Criada em julho de 2007, o grupo reuniu-se apenas oito vezes. Em quatro, não houve deliberações ou audiências públicas. O último trabalho foi votar o requerimento de Sílvio Torres para o encerramento das atividades e criação da Subcomissão para Acompanhar os Preparativos da Copa do Mundo de 2014.

No ano passado, 111 parlamentares (veja a lista) retiraram na última hora sua assinatura do requerimento de criação da CPI do Corinthians. Como revelou na época o Congresso em Foco, o lobby da CBF e dos governadores dos estados que reivindicavam sediar jogos da Copa de 2014 frustrou a expectativa de se investigar uma série de denúncias de evasão de divisas, lavagem de dinheiro e sonegação fiscal nas transferências milionárias de jogadores do Brasil para o exterior.

Ligações políticas

A investigação teria como base a parceria entre o Corinthians e o fundo de investimentos Media Sport Investiment (MSI), representado pelo iraniano Kia Joorabchian. Em 2005, o clube paulista conseguiu trazer para a equipe astros argentinos, como Carlitos Tevez e Mascherano, e faturou o campeonato brasileiro daquele ano.

Em setembro do ano passado, a Polícia Federal deflagrou a Operação Perestroika, que investigava as relações entre o clube brasileiro, a MSI e o russo Boris Berezovski, sócio da MSI e apontado como financiador da parceria. Mas a intenção dos defensores da CPI era ir mais fundo e apurar crimes contra o sistema financeiro e a ordem tributária praticados por todos os clubes.

O argumento propagado pela CBF e pelo grupo de governadores era de que as investigações no Congresso poderiam levar a Fifa a voltar atrás em sua decisão e tirar do país a condição de sede da Copa de 2014. A vinculação entre as duas coisas, no entanto, foi descartada pelo próprio presidente da entidade máxima do futebol, o suíço Joseph Blatter."

3 Comments:

Biscoito said...

"Subcomissão para Acompanhar os Preparativos da Copa do Mundo de 2014" - Que merda é essa?!

Outra coisa, se em julho eles estavam já no clima de eleição (que dúvida!), é óbvio que eles estão sempre nesse clima.

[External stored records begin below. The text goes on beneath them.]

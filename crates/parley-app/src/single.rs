//! Single-shot generation: resolve one prompt, print the candidates.

use std::fs;
use std::io::{BufRead, Read, Write};

use parley_core::types::GenerationParameters;
use parley_generate::{generate, ResolvedParameters, TextGenerator};

use crate::cli::CliArgs;
use crate::error::AppError;
use crate::Console;

/// Find the prompt: --prompt, then --file, then piped stdin, then an
/// interactive `Prompt: ` line.
pub fn resolve_prompt<R: BufRead, W: Write>(
    args: &CliArgs,
    console: &mut Console<R, W>,
) -> Result<String, AppError> {
    if let Some(prompt) = args.prompt.as_ref().filter(|p| !p.trim().is_empty()) {
        return Ok(prompt.clone());
    }

    if let Some(ref path) = args.file {
        let contents = fs::read_to_string(path).map_err(|source| AppError::PromptFile {
            path: path.clone(),
            source,
        })?;
        let prompt = contents.trim();
        if !prompt.is_empty() {
            return Ok(prompt.to_string());
        }
    }

    let mut prompt = String::new();
    if console.interactive {
        write!(console.output, "Prompt: ")?;
        console.output.flush()?;
        console.input.read_line(&mut prompt)?;
    } else {
        console.input.read_to_string(&mut prompt)?;
    }

    let prompt = prompt.trim();
    if prompt.is_empty() {
        return Err(AppError::NoPrompt);
    }
    Ok(prompt.to_string())
}

/// Generate for `prompt` and print the result after a `---` separator.
///
/// One requested sequence prints bare text; several print as numbered
/// `[i] text` blocks.
pub fn run_once<R, W: Write>(
    generator: &dyn TextGenerator,
    prompt: &str,
    params: &GenerationParameters,
    console: &mut Console<R, W>,
) -> Result<(), AppError> {
    let requested = ResolvedParameters::resolve(params).num_return_sequences;
    let outputs = generate(generator, prompt, params)?;

    let out = &mut console.output;
    writeln!(out, "\n---\n")?;
    if requested > 1 {
        for (i, text) in outputs.iter().enumerate() {
            writeln!(out, "[{}] {}\n", i + 1, text.trim())?;
        }
    } else {
        let text = outputs.first().map(|t| t.trim()).unwrap_or_default();
        writeln!(out, "{}", text)?;
    }
    out.flush()?;
    Ok(())
}

#[cfg(test)]
mod tests {
    use super::*;
    use clap::Parser;
    use parley_generate::MockGenerator;
    use std::io::Cursor;

    fn args(list: &[&str]) -> CliArgs {
        CliArgs::try_parse_from(std::iter::once("parley").chain(list.iter().copied())).unwrap()
    }

    fn console(input: &str, interactive: bool) -> Console<Cursor<Vec<u8>>, Vec<u8>> {
        Console::new(Cursor::new(input.as_bytes().to_vec()), Vec::new(), interactive)
    }

    #[test]
    fn test_prompt_flag_wins() {
        let mut c = console("from stdin", false);
        let prompt = resolve_prompt(&args(&["-p", "from flag"]), &mut c).unwrap();
        assert_eq!(prompt, "from flag");
    }

    #[test]
    fn test_prompt_from_file_is_trimmed() {
        let dir = tempfile::tempdir().unwrap();
        let path = dir.path().join("prompt.txt");
        fs::write(&path, "  from file\n").unwrap();

        let mut c = console("from stdin", false);
        let prompt =
            resolve_prompt(&args(&["-f", path.to_str().unwrap()]), &mut c).unwrap();
        assert_eq!(prompt, "from file");
    }

    #[test]
    fn test_unreadable_file() {
        let mut c = console("", false);
        let result = resolve_prompt(&args(&["-f", "/nonexistent/prompt.txt"]), &mut c);
        assert!(matches!(result, Err(AppError::PromptFile { .. })));
    }

    #[test]
    fn test_piped_stdin() {
        let mut c = console("line one\nline two\n", false);
        let prompt = resolve_prompt(&args(&[]), &mut c).unwrap();
        assert_eq!(prompt, "line one\nline two");
        assert!(c.output.is_empty());
    }

    #[test]
    fn test_interactive_prompt_line() {
        let mut c = console("typed\nignored\n", true);
        let prompt = resolve_prompt(&args(&[]), &mut c).unwrap();
        assert_eq!(prompt, "typed");
        assert_eq!(String::from_utf8(c.output).unwrap(), "Prompt: ");
    }

    #[test]
    fn test_no_prompt() {
        let mut c = console("   \n", false);
        assert!(matches!(
            resolve_prompt(&args(&[]), &mut c),
            Err(AppError::NoPrompt)
        ));
    }

    #[test]
    fn test_run_once_single() {
        let mut c = console("", false);
        let params = GenerationParameters {
            do_sample: Some(true),
            ..GenerationParameters::default()
        };
        run_once(&MockGenerator::new(), "Hello", &params, &mut c).unwrap();
        let out = String::from_utf8(c.output).unwrap();
        assert!(out.starts_with("\n---\n\n"));
        assert!(out.ends_with("(seq 1)\n"));
        assert!(!out.contains("[1]"));
    }

    #[test]
    fn test_run_once_numbered_blocks() {
        let mut c = console("", false);
        let params = GenerationParameters {
            num_return_sequences: Some(3),
            ..GenerationParameters::default()
        };
        run_once(&MockGenerator::new(), "Hello", &params, &mut c).unwrap();
        let out = String::from_utf8(c.output).unwrap();
        for k in 1..=3 {
            assert!(out.contains(&format!("[{}] Hello [DRY RUN]", k)));
            assert!(out.contains(&format!("(seq {})\n\n", k)));
        }
    }
}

Talvez seja por isso que nunca se decida nada nesse país.

Essa de uma empresa árabe ter contratado a seleção é novidade pra mim. Pensei que a CBF não necessitasse de tamanhos lucros.

Mas ainda tem gente que paga mais de R$180 para ver a Seleção. Isso também é repugnante.

gerson said...

Sei lá que troço é esse de subcomissão da subcomissão. Q naba. Essa copa vai ser uma várzea. Árabe contratando jogo, sucomissão "acompanhando", os caras toda hora pensando em eleição e querendo ver um joguinho no "grátis". Aí é dose pra cavalo!

Wagner Sicca said...

Tchê, 100% gambiarra! A Copa sai, mas vai custar o dobro do que deveria, pode ter certeza. Essa festinha dos ingressos é só o começo.